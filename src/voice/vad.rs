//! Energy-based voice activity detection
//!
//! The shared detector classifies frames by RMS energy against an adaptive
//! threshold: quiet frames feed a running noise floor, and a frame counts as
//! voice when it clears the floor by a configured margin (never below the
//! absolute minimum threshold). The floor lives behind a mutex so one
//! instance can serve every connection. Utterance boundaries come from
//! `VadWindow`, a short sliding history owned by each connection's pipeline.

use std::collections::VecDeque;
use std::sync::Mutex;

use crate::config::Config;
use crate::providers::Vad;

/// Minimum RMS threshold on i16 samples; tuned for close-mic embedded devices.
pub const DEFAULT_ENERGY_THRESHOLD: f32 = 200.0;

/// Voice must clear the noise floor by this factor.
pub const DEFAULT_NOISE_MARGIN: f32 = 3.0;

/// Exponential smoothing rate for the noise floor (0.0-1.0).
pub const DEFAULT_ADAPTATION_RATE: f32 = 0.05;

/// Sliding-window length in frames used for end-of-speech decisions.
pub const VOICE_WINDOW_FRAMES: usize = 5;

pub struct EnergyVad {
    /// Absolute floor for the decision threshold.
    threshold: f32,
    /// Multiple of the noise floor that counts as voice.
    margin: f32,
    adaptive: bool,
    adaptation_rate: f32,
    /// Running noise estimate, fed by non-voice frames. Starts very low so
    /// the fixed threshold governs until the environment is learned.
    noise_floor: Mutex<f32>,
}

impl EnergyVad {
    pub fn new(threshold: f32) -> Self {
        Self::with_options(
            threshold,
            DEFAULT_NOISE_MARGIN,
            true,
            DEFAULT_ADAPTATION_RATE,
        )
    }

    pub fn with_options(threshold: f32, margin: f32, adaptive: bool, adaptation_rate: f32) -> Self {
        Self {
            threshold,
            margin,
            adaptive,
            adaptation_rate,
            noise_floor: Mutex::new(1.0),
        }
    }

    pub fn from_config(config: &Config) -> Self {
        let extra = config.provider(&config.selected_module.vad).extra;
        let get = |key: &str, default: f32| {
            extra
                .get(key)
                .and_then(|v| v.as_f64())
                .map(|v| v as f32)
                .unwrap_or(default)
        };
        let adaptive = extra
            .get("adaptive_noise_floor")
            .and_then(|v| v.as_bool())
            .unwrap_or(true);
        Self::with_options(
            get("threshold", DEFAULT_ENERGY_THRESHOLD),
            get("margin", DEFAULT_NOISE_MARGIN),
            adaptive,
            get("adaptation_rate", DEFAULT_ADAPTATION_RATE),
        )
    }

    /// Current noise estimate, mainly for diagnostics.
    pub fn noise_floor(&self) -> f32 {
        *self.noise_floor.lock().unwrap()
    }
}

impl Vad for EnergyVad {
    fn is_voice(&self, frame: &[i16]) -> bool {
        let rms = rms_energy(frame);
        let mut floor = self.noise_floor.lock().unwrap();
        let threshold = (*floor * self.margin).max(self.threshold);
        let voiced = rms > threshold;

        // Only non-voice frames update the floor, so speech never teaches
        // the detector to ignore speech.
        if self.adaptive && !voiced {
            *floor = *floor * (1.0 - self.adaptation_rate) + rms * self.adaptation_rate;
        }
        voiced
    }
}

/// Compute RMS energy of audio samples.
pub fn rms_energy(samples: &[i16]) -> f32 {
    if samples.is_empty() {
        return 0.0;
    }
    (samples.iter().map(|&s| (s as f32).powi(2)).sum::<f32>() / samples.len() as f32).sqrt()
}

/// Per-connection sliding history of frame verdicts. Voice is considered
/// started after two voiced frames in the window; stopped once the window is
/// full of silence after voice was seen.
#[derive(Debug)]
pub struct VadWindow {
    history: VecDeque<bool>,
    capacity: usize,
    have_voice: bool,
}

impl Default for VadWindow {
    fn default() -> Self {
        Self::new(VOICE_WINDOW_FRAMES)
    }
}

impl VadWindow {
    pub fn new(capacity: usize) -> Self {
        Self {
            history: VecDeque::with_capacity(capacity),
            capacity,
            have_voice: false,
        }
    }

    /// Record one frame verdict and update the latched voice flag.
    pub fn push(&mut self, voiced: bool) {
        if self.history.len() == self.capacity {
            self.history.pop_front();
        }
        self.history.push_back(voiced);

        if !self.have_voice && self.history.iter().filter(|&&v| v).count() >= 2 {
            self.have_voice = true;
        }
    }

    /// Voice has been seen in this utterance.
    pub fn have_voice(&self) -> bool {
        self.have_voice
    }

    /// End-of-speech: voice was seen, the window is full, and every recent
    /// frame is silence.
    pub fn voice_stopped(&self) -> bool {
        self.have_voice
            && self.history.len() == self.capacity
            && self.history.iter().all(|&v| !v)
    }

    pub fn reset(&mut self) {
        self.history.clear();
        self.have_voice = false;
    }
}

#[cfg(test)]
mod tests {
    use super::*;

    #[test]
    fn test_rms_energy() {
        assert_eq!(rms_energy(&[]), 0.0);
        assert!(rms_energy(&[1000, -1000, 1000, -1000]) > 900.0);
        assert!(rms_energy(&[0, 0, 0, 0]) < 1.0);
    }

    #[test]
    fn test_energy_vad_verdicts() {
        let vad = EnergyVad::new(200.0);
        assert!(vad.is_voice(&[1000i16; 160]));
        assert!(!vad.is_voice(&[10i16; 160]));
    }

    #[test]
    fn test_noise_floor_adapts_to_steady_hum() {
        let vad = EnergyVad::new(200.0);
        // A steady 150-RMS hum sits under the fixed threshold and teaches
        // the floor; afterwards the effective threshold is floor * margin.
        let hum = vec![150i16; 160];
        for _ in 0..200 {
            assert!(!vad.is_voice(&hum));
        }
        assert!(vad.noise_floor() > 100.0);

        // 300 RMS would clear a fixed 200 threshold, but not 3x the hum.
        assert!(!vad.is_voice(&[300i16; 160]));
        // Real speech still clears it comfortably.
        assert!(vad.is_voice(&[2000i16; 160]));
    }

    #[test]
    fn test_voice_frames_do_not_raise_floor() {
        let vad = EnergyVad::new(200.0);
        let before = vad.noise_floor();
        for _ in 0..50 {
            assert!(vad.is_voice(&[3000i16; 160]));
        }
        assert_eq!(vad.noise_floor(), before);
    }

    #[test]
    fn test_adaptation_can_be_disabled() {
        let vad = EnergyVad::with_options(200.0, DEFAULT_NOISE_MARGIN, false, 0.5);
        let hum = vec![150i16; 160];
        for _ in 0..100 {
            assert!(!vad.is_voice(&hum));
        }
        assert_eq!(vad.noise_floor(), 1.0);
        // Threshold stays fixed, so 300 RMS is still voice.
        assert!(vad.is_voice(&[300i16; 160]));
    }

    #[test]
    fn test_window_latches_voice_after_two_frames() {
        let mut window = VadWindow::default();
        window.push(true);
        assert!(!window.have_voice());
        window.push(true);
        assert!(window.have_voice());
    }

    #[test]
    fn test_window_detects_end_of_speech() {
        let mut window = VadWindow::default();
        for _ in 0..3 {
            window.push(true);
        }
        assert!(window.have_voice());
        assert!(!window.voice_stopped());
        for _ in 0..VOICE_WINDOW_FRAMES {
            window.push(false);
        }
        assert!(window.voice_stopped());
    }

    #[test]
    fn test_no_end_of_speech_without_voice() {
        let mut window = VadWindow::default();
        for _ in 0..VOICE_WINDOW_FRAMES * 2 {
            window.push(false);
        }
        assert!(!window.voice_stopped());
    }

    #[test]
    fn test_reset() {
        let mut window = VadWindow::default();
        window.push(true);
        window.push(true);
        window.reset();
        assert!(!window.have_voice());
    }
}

**Aim of the task:** Find "every" in the data above. Report each line where it appears.

**Solution below:**
//! instance can serve every connection. Utterance boundaries come from
    /// End-of-speech: voice was seen, the window is full, and every recent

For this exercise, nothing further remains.